(Sen) yazdım,
(Sen) çizdim,
(Sen) boyadım!
Sonra karaladım hepsi(e)ni, kaçmaya çalıştım.
İnsan varamıyor kendinden öteye. Kaçtım (sandım) kaçtım. Onca aldığım mesafeye rağmen, sana varamadım, kendimde kaldım.
Olsun! Nasıl olsa sen bendesin ve sen ben yok aramızda...
Ben sevdayı; afacan bir çocuk gibi büyütmüşüm içimde. Büyüdükçe şımarmış, kendini bilmez olmuş büyüdükçe.Kendimde ne varsa, bir ona kattığımdan, ben küçülmüşüm o büyüdükçe. Onu sığdırmışım da ben sığamamışım avuçcacık yüreğime.
İnsan kendinden taşar mı?
Taşmışım...
(Sen) yazmış,
(Sen) çizmiş,
(Sen) boyamışım!
Sonra kovmak istediğimde, yüzsüzlük etmiş, gitmemiş. Terkedilisi değilmiş yüreğimdeki saltanat.
Ben sevdayı, susmuşum. Susunca daha anlaşılır olmuş herşey.
Yangın yeri bakışlar ve gözlerimde bir deniz... Satmışım içimde and olan ne varsa.. Durak bilmez küf kokulu hayatı bir suya sermişim.
Devrilecekmişim sevda denizine. Düşecekmişim.
Onu bile becerememişim.
Ben sevdayı, senin cümlelerinden farklı bilmişim. Sen konuşunca susmuş benim aşkım.

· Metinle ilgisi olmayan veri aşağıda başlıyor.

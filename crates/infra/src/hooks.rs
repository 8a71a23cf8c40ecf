//! Placement hook implementations.

use std::sync::Mutex;
use std::sync::atomic::{AtomicBool, Ordering};

use stockyard_core::{LocationId, UnitLoadId};
use stockyard_location::{PlacementHooks, PlacementNotice, TransferError, TransferResult};

/// Hooks for locations without custom behavior.
#[derive(Debug, Default, Clone, Copy)]
pub struct NoopPlacementHooks;

impl PlacementHooks for NoopPlacementHooks {
    fn on_removed(&self, _location: LocationId, _unit_load: UnitLoadId) -> TransferResult<()> {
        Ok(())
    }

    fn on_placed(&self, _location: LocationId, _unit_load: UnitLoadId) -> TransferResult<()> {
        Ok(())
    }
}

/// Records every notification it receives; can be switched to fail.
#[derive(Debug, Default)]
pub struct RecordingPlacementHooks {
    notices: Mutex<Vec<PlacementNotice>>,
    fail: AtomicBool,
}

impl RecordingPlacementHooks {
    pub fn new() -> Self {
        Self::default()
    }

    pub fn fail(&self, fail: bool) {
        self.fail.store(fail, Ordering::SeqCst);
    }

    pub fn notices(&self) -> Vec<PlacementNotice> {
        self.notices
            .lock()
            .map(|notices| notices.clone())
            .unwrap_or_default()
    }

    fn push(&self, notice: PlacementNotice) -> TransferResult<()> {
        if self.fail.load(Ordering::SeqCst) {
            return Err(TransferError::Hook(format!("hook refused {notice:?}")));
        }
        self.notices
            .lock()
            .map_err(|_| TransferError::Hook("lock poisoned".to_string()))?
            .push(notice);
        Ok(())
    }
}

impl PlacementHooks for RecordingPlacementHooks {
    fn on_removed(&self, location: LocationId, unit_load: UnitLoadId) -> TransferResult<()> {
        self.push(PlacementNotice::Removed {
            location,
            unit_load,
        })
    }

    fn on_placed(&self, location: LocationId, unit_load: UnitLoadId) -> TransferResult<()> {
        self.push(PlacementNotice::Placed {
            location,
            unit_load,
        })
    }
}
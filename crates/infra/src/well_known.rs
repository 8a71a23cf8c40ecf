use std::sync::Arc;

use stockyard_core::{Entity, LocationId};
use stockyard_location::{TransferConfig, TransferError, TransferResult, WellKnownLocations};

use crate::warehouse::InMemoryWarehouse;

/// Resolves the trash and clearing roles by the location names configured
/// in [`TransferConfig`].
#[derive(Debug)]
pub struct NamedLocations {
    warehouse: Arc<InMemoryWarehouse>,
    trash: String,
    clearing: String,
}

impl NamedLocations {
    pub fn new(warehouse: Arc<InMemoryWarehouse>, config: &TransferConfig) -> Self {
        Self {
            warehouse,
            trash: config.trash_location.clone(),
            clearing: config.clearing_location.clone(),
        }
    }

    fn resolve(&self, name: &str) -> TransferResult<LocationId> {
        self.warehouse
            .location_by_name(name)?
            .map(|location| location.id())
            .ok_or_else(|| TransferError::WellKnownLocationMissing(name.to_string()))
    }
}

impl WellKnownLocations for NamedLocations {
    fn trash_location(&self) -> TransferResult<LocationId> {
        self.resolve(&self.trash)
    }

    fn clearing_location(&self) -> TransferResult<LocationId> {
        self.resolve(&self.clearing)
    }
}
//! Tracing and logging setup shared by stockyard binaries and tests.

/// Initialize process-wide tracing with the default settings.
///
/// This is safe to call multiple times; subsequent calls become no-ops.
pub fn init() {
    crate::tracing::init(&crate::tracing::TracingConfig::from_env());
}

/// Tracing configuration (filters, output format).
pub mod tracing;

pub use crate::tracing::{LogFormat, TracingConfig, init_for_tests};
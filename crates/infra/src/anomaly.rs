use std::sync::Mutex;

use stockyard_location::{AnomalyLog, DataAnomaly};

/// Keeps reported data anomalies for later inspection and logs each one.
#[derive(Debug, Default)]
pub struct InMemoryAnomalyLog {
    entries: Mutex<Vec<DataAnomaly>>,
}

impl InMemoryAnomalyLog {
    pub fn new() -> Self {
        Self::default()
    }

    pub fn entries(&self) -> Vec<DataAnomaly> {
        self.entries
            .lock()
            .map(|entries| entries.clone())
            .unwrap_or_default()
    }
}

impl AnomalyLog for InMemoryAnomalyLog {
    fn record(&self, anomaly: DataAnomaly) {
        match &anomaly {
            DataAnomaly::SelfCarrier { unit_load, label } => {
                tracing::warn!(%unit_load, label = %label, "unit load carries itself");
            }
        }
        match self.entries.lock() {
            Ok(mut entries) => entries.push(anomaly),
            Err(_) => tracing::error!("anomaly log poisoned, dropping entry"),
        }
    }
}
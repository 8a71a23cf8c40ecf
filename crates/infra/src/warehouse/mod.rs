//! Warehouse record storage.

pub mod in_memory;

pub use in_memory::InMemoryWarehouse;
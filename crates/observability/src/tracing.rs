//! Tracing/logging initialization.
//!
//! JSON lines by default; `STOCKYARD_LOG_FORMAT=compact` switches to the
//! human-readable formatter. Filtering follows `RUST_LOG`.

use tracing_subscriber::EnvFilter;

pub const ENV_LOG_FORMAT: &str = "STOCKYARD_LOG_FORMAT";

#[derive(Debug, Copy, Clone, PartialEq, Eq, Default)]
pub enum LogFormat {
    #[default]
    Json,
    Compact,
}

impl LogFormat {
    /// Parse a format name. Unknown names fall back to JSON.
    pub fn parse(raw: &str) -> Self {
        match raw.trim().to_ascii_lowercase().as_str() {
            "compact" | "text" | "pretty" => LogFormat::Compact,
            _ => LogFormat::Json,
        }
    }
}

#[derive(Debug, Clone, PartialEq, Eq)]
pub struct TracingConfig {
    pub format: LogFormat,
    /// Directive used when `RUST_LOG` is unset or invalid.
    pub default_directive: String,
}

impl Default for TracingConfig {
    fn default() -> Self {
        Self {
            format: LogFormat::Json,
            default_directive: "info".to_string(),
        }
    }
}

impl TracingConfig {
    pub fn from_env() -> Self {
        Self::from_lookup(|key| std::env::var(key).ok())
    }

    pub fn from_lookup<F>(lookup: F) -> Self
    where
        F: Fn(&str) -> Option<String>,
    {
        let format = lookup(ENV_LOG_FORMAT)
            .map(|raw| LogFormat::parse(&raw))
            .unwrap_or_default();
        Self {
            format,
            ..Self::default()
        }
    }
}

/// Initialize tracing/logging for the process.
///
/// Safe to call multiple times (subsequent calls are no-ops).
pub fn init(config: &TracingConfig) {
    let filter = EnvFilter::try_from_default_env()
        .unwrap_or_else(|_| EnvFilter::new(&config.default_directive));

    let _ = match config.format {
        LogFormat::Json => tracing_subscriber::fmt()
            .with_env_filter(filter)
            .json()
            .with_timer(tracing_subscriber::fmt::time::SystemTime)
            .with_target(false)
            .try_init(),
        LogFormat::Compact => tracing_subscriber::fmt()
            .with_env_filter(filter)
            .compact()
            .with_target(false)
            .try_init(),
    };
}

/// Route logs through the test harness so they only show for failing tests.
pub fn init_for_tests() {
    let filter = EnvFilter::try_from_default_env().unwrap_or_else(|_| EnvFilter::new("debug"));
    let _ = tracing_subscriber::fmt()
        .with_env_filter(filter)
        .with_test_writer()
        .compact()
        .try_init();
}
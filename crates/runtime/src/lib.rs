//! # Runtime Coordinator
//!
//! Glues the planner and stepper executor together into a machine: the
//! state machine for cycle start / feed hold / abort, the pending-command
//! polling that bridges interrupt and foreground context, and the
//! simulated step port, timers, and virtual clock the host binary and the
//! end-to-end tests run against.

pub mod devices;
pub mod machine;

pub use devices::{SimStepPort, SimStepTimer, TraceEntry};
pub use machine::{Machine, MachineError};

Kırılmış içimde ne varsa. Savrulmuş eteklerimde bir hayat. Uçurumlara uzanmış adımlarım, ellerim.
Lakin, sevdalar düşemez, düşünce ölür, ölürse çürür, çürürse unutulur...Unutulsun istememişim.
Seslenmişim, duyulursa:
Bir yanım sen,
Bir yanım deniz,
Bir yanım yokoluş,
Bir yanım bitiş,
Yar!Yetiş...
Ben sevdayı yaşanılısı sanarken, sevda ölünesiymiş... Ya ben öleyim, ya;
Yar!Yetiş...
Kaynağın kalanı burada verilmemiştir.